▶ _Task requirements_
Starting at the top of the entries, restate word for word each line up to and including the one with "impl Write for".

▶ _Data to use_
· · ·
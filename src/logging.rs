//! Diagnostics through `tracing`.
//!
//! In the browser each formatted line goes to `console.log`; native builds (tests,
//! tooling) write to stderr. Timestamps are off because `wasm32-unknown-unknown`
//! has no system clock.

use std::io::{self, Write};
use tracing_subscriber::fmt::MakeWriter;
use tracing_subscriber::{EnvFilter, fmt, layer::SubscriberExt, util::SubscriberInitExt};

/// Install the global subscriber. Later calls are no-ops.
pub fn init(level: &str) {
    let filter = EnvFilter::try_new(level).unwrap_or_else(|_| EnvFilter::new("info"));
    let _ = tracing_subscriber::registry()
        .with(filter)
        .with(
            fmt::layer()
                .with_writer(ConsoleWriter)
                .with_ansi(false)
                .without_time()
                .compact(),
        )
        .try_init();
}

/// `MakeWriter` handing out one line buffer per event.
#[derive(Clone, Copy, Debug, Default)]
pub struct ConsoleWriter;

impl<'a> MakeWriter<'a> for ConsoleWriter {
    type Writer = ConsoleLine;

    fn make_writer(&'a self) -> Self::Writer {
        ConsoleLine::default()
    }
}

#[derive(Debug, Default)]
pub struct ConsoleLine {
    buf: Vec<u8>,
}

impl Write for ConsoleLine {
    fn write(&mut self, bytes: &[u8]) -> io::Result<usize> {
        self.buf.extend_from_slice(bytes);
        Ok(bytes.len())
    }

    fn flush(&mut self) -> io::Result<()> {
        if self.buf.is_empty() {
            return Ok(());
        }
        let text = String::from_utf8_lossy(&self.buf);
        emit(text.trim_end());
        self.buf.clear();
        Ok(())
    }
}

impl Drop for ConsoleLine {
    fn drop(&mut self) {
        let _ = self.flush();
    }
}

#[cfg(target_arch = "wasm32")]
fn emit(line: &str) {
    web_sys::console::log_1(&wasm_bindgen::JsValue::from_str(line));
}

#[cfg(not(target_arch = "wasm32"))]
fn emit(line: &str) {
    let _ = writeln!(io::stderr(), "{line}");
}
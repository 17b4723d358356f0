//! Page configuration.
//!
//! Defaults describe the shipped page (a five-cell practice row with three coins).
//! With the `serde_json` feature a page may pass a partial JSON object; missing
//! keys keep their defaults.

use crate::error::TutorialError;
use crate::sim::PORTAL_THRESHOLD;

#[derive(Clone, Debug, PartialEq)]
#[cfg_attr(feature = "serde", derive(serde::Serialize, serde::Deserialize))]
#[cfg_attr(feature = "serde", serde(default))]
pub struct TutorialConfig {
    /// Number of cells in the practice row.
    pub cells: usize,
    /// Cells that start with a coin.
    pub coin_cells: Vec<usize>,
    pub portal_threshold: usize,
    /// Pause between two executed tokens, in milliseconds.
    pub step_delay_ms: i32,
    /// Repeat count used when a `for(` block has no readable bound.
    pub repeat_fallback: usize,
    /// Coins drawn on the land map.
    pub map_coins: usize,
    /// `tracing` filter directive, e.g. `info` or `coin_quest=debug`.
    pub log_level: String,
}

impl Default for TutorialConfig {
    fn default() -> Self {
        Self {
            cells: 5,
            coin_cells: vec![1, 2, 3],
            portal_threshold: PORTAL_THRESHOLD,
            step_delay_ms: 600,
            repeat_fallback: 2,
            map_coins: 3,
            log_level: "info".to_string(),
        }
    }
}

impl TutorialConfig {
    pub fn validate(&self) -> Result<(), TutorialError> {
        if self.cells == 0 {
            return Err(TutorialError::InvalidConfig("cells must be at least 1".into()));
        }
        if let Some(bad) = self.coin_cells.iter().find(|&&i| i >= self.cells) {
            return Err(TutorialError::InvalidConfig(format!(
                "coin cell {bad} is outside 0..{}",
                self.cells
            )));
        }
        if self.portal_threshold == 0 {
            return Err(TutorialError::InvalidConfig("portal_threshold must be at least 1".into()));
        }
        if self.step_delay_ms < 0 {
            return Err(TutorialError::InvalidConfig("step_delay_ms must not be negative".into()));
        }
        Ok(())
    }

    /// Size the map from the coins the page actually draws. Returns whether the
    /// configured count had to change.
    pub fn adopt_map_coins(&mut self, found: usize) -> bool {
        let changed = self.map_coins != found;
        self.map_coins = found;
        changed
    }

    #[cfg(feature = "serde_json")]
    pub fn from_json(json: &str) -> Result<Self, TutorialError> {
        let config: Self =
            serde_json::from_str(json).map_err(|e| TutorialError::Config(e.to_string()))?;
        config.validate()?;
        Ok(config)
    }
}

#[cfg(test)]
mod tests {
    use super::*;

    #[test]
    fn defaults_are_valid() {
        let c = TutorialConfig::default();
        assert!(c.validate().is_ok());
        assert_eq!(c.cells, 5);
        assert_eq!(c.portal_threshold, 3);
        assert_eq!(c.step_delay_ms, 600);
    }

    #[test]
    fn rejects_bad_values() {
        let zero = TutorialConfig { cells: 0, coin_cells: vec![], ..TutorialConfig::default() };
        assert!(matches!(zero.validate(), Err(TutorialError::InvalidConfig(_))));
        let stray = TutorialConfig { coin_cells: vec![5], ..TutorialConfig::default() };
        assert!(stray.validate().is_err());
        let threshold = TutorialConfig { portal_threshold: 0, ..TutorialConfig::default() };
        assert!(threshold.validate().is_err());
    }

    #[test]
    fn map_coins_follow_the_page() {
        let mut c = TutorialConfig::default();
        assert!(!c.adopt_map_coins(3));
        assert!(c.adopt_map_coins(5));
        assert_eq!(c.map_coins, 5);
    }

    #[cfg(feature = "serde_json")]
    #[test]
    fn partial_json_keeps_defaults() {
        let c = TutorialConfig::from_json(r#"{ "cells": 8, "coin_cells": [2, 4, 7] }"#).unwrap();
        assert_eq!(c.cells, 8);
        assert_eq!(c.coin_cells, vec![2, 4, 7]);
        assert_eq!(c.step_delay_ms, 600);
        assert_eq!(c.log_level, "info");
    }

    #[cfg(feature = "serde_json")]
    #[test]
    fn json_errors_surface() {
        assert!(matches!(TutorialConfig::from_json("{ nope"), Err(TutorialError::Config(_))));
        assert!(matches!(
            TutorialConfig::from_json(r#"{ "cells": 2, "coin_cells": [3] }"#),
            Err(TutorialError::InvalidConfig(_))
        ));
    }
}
· · ·
▶ _Answer box_
filename src/logging.rs
//! Diagnostics through `tracing`.
//!
//! In the browser each formatted line goes to `console.log`; native builds (tests,
//! tooling) write to stderr. Timestamps are off because `wasm32-unknown-unknown`
//! has no system clock.

use std::io::{self, Write};
use tracing_subscriber::fmt::MakeWriter;
use tracing_subscriber::{EnvFilter, fmt, layer::SubscriberExt, util::SubscriberInitExt};

/// Install the global subscriber. Later calls are no-ops.
pub fn init(level: &str) {
    let filter = EnvFilter::try_new(level).unwrap_or_else(|_| EnvFilter::new("info"));
    let _ = tracing_subscriber::registry()
        .with(filter)
        .with(
            fmt::layer()
                .with_writer(ConsoleWriter)
                .with_ansi(false)
                .without_time()
                .compact(),
        )
        .try_init();
}

/// `MakeWriter` handing out one line buffer per event.
#[derive(Clone, Copy, Debug, Default)]
pub struct ConsoleWriter;

impl<'a> MakeWriter<'a> for ConsoleWriter {
    type Writer = ConsoleLine;

    fn make_writer(&'a self) -> Self::Writer {
        ConsoleLine::default()
    }
}

#[derive(Debug, Default)]
pub struct ConsoleLine {
    buf: Vec<u8>,
}

impl Write for ConsoleLine {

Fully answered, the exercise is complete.